Friday, January 21, 2005

REVIEW: Dinner at Rivoli

Wednesday night four of us celebrated Alan Bostick’s birthday with dinner at Rivoli in Berkeley. According to its web page, “Rivoli strives to be a hands on, moderately priced restaurant with simple and creative food, carefully selected wines and comfortable service in a warm and lively atmosphere.”

They succeed. I left the restaurant feeling the blissful glow that arises from being well fed, well cared for, and well loved.

Dining out when you have serious food allergies can be an exercise in frustration and occasionally a danger to life. Over the years, I’ve seen all the things that can go wrong: waiters indifferent to my concerns, cooks ignorant of their ingredients, the omnipresent possibility of a serious food reaction. Even if I don’t end up in the ER, a reaction spoils the evening for everybody else and spoils the week for me. (It takes that long to recuperate.) Giving the allergy speech is always a time-consuming and generally miserable experience, and I’ve learned to hate it. It’s humiliating to explain these issues, and it’s bloody frustrating not to be able to eat what others can.

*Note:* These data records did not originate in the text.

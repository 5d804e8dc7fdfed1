//! Dependency graph collection and nearest-wins conflict resolution
//!
//! [`DependencyCollector`] expands a root into the full transitive graph using
//! the collaborator services in [`services`] and the policies of a
//! [`CollectSession`]. The session's transformer chain then marks conflict
//! groups, prunes every group to its nearest version and refines request
//! contexts.

pub mod collector;
pub mod config;
pub mod error;
pub mod policy;
pub mod pool;
pub mod services;
pub mod session;
pub mod transform;

pub use collector::{CollectRequest, CollectResult, DependencyCollector};
pub use config::SessionConfig;
pub use error::{CollectError, DependencyCollectionError};
pub use policy::{
    CollectionContext, DependencyManager, DependencySelector, DependencyTraverser, PolicyIdentity,
};
pub use services::{
    ArtifactDescriptor, ArtifactDescriptorReader, DescriptorRequest, VersionRangeRequest,
    VersionRangeResolver, VersionRangeResult,
};
pub use session::CollectSession;
pub use transform::{
    ChainedDependencyGraphTransformer, ConflictMarker, ContextRefiner, DependencyGraphTransformer,
    NearestVersionConflictResolver, TransformationContext,
};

A good waitstaff and a knowledgeable chef can make all the difference. Rivoli has both. We all ate different things, and it was all perfectly cooked, elegantly presented, and reasonably priced. And none of it sent me to the hospital.

I started with portabella fritters with a dipping sauce of subtle lemon aioli. The crisp slices of mushroom were fanned out on a bed of arugula and topped with caper vinaigrette—an astonishing riff on the old fried mushroom standby. Every bite was a rainbow of flavors and textures: crunchy, earthy, bright, creamy.

For a main course, I chose grilled scallops. Because of my allergies, I can almost never order seafood in restaurants, and I was eager to taste these, but half afraid something would go wrong: too much heat turns scallops into 50-caliber rubber bullets suitable for subduing crazed rioters, and an extra day or so between sea and plate can give them an unpleasant doctor’s office flavor of iodine and disappointment.

The first taste brought tears to my eyes. These beauties were of a melting tenderness and velvety fresh flavor. They were bedded on a mound of soothingly creamy mashed potatoes and surrounded by grilled Brussels sprouts, the apotheosis of that maligned and maltreated vegetable. The roasted tomatoes were small, sweet, perfectly flavorful.

For dessert I ordered Meyer lemon curd tart, tart and fresh, sparked with blood oranges and a touch of bergamot in the sauce. Not too sweet, not too tart—balanced on the point of maximum flavor.

Not only did I have a meal that was transcendently delicious, I had superb service to go with it. Alan's partner Debbie had made inquiries beforehand to make sure there would be something I could eat, but we also checked with the waiter. He was a model of everything a good waiter should be: friendly, unobtrusive, aware, skilled, and concerned. He made substitutions with no problem, and never interrupted the conversation. He even picked up that it was Alan’s birthday and added a small candle to his dessert. Nothing flashy or humiliating—just a little notice taken.

The ambiance matched the quality of the food and service. Although every table was at capacity, the room felt welcoming and peaceful, not noisy or claustrophobic. The acoustic engineering may have had something to do with the miraculous quiet, and the quality of the food certainly did—people were too busy savoring the food and the blissful serenity it engendered to get noisy. I didn’t even hear a cell phone ring all evening. Nor were we tormented with Muzak.

Part of the reason for the serene atmosphere, though, was surely the vast glass wall at the rear of the restaurant, which showcased a beautiful shade garden: ferns, cyclamen, bleeding hearts, a grand magnolia tree coming into bloom. Lit like a stage, the garden drew the eye away from the proximity of one’s neighbors and toward the open space. I’ve noticed the same effect in traffic jams on certain freeways: being stuck on 85, 280, or 680 never feels as edgy, frustrating, and claustrophobic as being stuck on the ugly, billboard-dotted freeways such as the 101 or 880.

We were seated at the back corner of the restaurant, next to the wall. Under a stone bench were a couple of bowls of dry cat food and two cats enjoying their dinner. The waiter explained that we were likely to see some wildlife, too: raccoons and even skunks. As the evening went on, half a dozen raccoon families showed up for dinner. Their manners were hilarious, too: one or two would appear, then the kids would climb right over the parents to get at the food.

Inside Rivoli, the behavior of the diners was more controlled but no less eager. The food was a revelation. My reactions to each new dish contributed at least as much as the raccoons did to the entertainment of my companions.

Finally we staggered forth, utterly sated. My one unfulfilled wish is that Alan could have a birthday three or four times a year. Or as often as the menus change.